[[ Data for processing, beginning ]]

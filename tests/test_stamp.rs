//! Integration tests for the visual stamp.

mod common;

use chrono::{TimeZone, Utc};
use pdf_sealer::document::PdfDocument;
use pdf_sealer::stamp::{StampConfig, VisualStamper};
use pdf_sealer::Error;

fn timestamp() -> chrono::DateTime<Utc> {
    Utc.with_ymd_and_hms(2025, 1, 15, 9, 45, 0).unwrap()
}

mod overlay {
    use super::*;

    #[test]
    fn test_stamp_shows_signer_and_date_on_page_one() {
        let output = VisualStamper::default()
            .stamp(&common::one_page_pdf(), "alice", &timestamp())
            .unwrap();
        let content = common::page_content(&output, 0);

        assert!(content.contains("(DIGITALLY SIGNED BY ALICE) Tj"));
        assert!(content.contains("(Date: 2025-01-15 09:45:00 UTC) Tj"));
        assert!(content.contains("(Quarterly report) Tj"));
        assert_eq!(content.matches("BT").count(), 2);
    }

    #[test]
    fn test_only_first_page_changes() {
        let input = common::two_page_pdf();
        let output = VisualStamper::default().stamp(&input, "bob", &timestamp()).unwrap();

        let mut doc = PdfDocument::from_bytes(output.clone()).unwrap();
        assert_eq!(doc.page_count().unwrap(), 2);
        assert!(common::page_content(&output, 0).contains("DIGITALLY SIGNED BY BOB"));
        assert_eq!(common::page_content(&output, 1), common::page_content(&input, 1));
    }

    #[test]
    fn test_compressed_content_is_kept() {
        let output = VisualStamper::default()
            .stamp(&common::compressed_page_pdf(), "carol", &timestamp())
            .unwrap();
        let content = common::page_content(&output, 0);
        let body = content.find("(Compressed body) Tj").unwrap();
        let title = content.find("(DIGITALLY SIGNED BY CAROL) Tj").unwrap();
        assert!(body < title);
    }

    #[test]
    fn test_custom_placement() {
        let config = StampConfig {
            x: 300.0,
            y: 40.0,
            line_gap: 20.0,
            date_format: "%d.%m.%Y".to_string(),
            ..StampConfig::default()
        };
        let output = VisualStamper::new(config)
            .stamp(&common::one_page_pdf(), "dave", &timestamp())
            .unwrap();
        let content = common::page_content(&output, 0);
        assert!(content.contains("300 40 Td"));
        assert!(content.contains("0 -20 Td"));
        assert!(content.contains("(Date: 15.01.2025) Tj"));
    }

    #[test]
    fn test_stamped_output_is_a_full_rewrite() {
        let input = common::one_page_pdf();
        let output = VisualStamper::default().stamp(&input, "erin", &timestamp()).unwrap();
        assert!(output.starts_with(b"%PDF-1.4"));
        assert_eq!(output.windows(9).filter(|w| w == b"startxref").count(), 1);
    }
}

mod rejected_input {
    use super::*;

    #[test]
    fn test_empty_bytes() {
        let result = VisualStamper::default().stamp(&[], "alice", &timestamp());
        assert!(matches!(result, Err(Error::EmptyDocument)));
    }

    #[test]
    fn test_zero_pages() {
        let result = VisualStamper::default().stamp(&common::zero_page_pdf(), "alice", &timestamp());
        assert!(matches!(result, Err(Error::EmptyDocument)));
    }

    #[test]
    fn test_shallow_nesting_is_accepted() {
        let output = VisualStamper::default()
            .stamp(&common::deeply_nested_pdf(8), "alice", &timestamp())
            .unwrap();
        assert!(common::page_content(&output, 0).contains("DIGITALLY SIGNED BY ALICE"));
    }

    #[test]
    fn test_pathological_nesting_is_unsupported() {
        for depth in [5_000, 200_000] {
            let result = VisualStamper::default().stamp(&common::deeply_nested_pdf(depth), "alice", &timestamp());
            assert!(matches!(result, Err(Error::UnsupportedDocument(_))), "depth {}", depth);
        }
    }

    #[test]
    fn test_not_a_pdf() {
        let result = VisualStamper::default().stamp(b"GIF89a....", "alice", &timestamp());
        assert!(matches!(result, Err(Error::UnsupportedDocument(_))));
    }
}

[[ Data for processing, end ]]

Instructions for the task → Could you restate the listing above word for word, leaving nothing out?

Response →
filename tests/test_stamp.rs
//! Integration tests for the visual stamp.

mod common;

use chrono::{TimeZone, Utc};
use pdf_sealer::document::PdfDocument;
use pdf_sealer::stamp::{StampConfig, VisualStamper};
use pdf_sealer::Error;

fn timestamp() -> chrono::DateTime<Utc> {
    Utc.with_ymd_and_hms(2025, 1, 15, 9, 45, 0).unwrap()
}

mod overlay {
    use super::*;

    #[test]
    fn test_stamp_shows_signer_and_date_on_page_one() {
        let output = VisualStamper::default()
            .stamp(&common::one_page_pdf(), "alice", &timestamp())
            .unwrap();
        let content = common::page_content(&output, 0);

        assert!(content.contains("(DIGITALLY SIGNED BY ALICE) Tj"));
        assert!(content.contains("(Date: 2025-01-15 09:45:00 UTC) Tj"));
        assert!(content.contains("(Quarterly report) Tj"));
        assert_eq!(content.matches("BT").count(), 2);
    }

    #[test]
    fn test_only_first_page_changes() {
        let input = common::two_page_pdf();
        let output = VisualStamper::default().stamp(&input, "bob", &timestamp()).unwrap();

        let mut doc = PdfDocument::from_bytes(output.clone()).unwrap();
        assert_eq!(doc.page_count().unwrap(), 2);
        assert!(common::page_content(&output, 0).contains("DIGITALLY SIGNED BY BOB"));
        assert_eq!(common::page_content(&output, 1), common::page_content(&input, 1));
    }

    #[test]
    fn test_compressed_content_is_kept() {
        let output = VisualStamper::default()
            .stamp(&common::compressed_page_pdf(), "carol", &timestamp())
            .unwrap();
        let content = common::page_content(&output, 0);
        let body = content.find("(Compressed body) Tj").unwrap();
        let title = content.find("(DIGITALLY SIGNED BY CAROL) Tj").unwrap();
        assert!(body < title);
    }

    #[test]
    fn test_custom_placement() {
        let config = StampConfig {
            x: 300.0,
            y: 40.0,
            line_gap: 20.0,
            date_format: "%d.%m.%Y".to_string(),
            ..StampConfig::default()
        };
        let output = VisualStamper::new(config)
            .stamp(&common::one_page_pdf(), "dave", &timestamp())
            .unwrap();
        let content = common::page_content(&output, 0);
        assert!(content.contains("300 40 Td"));
        assert!(content.contains("0 -20 Td"));
        assert!(content.contains("(Date: 15.01.2025) Tj"));
    }

    #[test]
    fn test_stamped_output_is_a_full_rewrite() {
        let input = common::one_page_pdf();
        let output = VisualStamper::default().stamp(&input, "erin", &timestamp()).unwrap();
        assert!(output.starts_with(b"%PDF-1.4"));
        assert_eq!(output.windows(9).filter(|w| w == b"startxref").count(), 1);
    }
}

mod rejected_input {
    use super::*;

    #[test]
    fn test_empty_bytes() {
        let result = VisualStamper::default().stamp(&[], "alice", &timestamp());
        assert!(matches!(result, Err(Error::EmptyDocument)));
    }

    #[test]
    fn test_zero_pages() {
        let result = VisualStamper::default().stamp(&common::zero_page_pdf(), "alice", &timestamp());
        assert!(matches!(result, Err(Error::EmptyDocument)));
    }

    #[test]
    fn test_shallow_nesting_is_accepted() {
        let output = VisualStamper::default()
            .stamp(&common::deeply_nested_pdf(8), "alice", &timestamp())
            .unwrap();
        assert!(common::page_content(&output, 0).contains("DIGITALLY SIGNED BY ALICE"));
    }

    #[test]
    fn test_pathological_nesting_is_unsupported() {
        for depth in [5_000, 200_000] {
            let result = VisualStamper::default().stamp(&common::deeply_nested_pdf(depth), "alice", &timestamp());
            assert!(matches!(result, Err(Error::UnsupportedDocument(_))), "depth {}", depth);
        }
    }

    #[test]
    fn test_not_a_pdf() {
        let result = VisualStamper::default().stamp(b"GIF89a....", "alice", &timestamp());
        assert!(matches!(result, Err(Error::UnsupportedDocument(_))));
    }
}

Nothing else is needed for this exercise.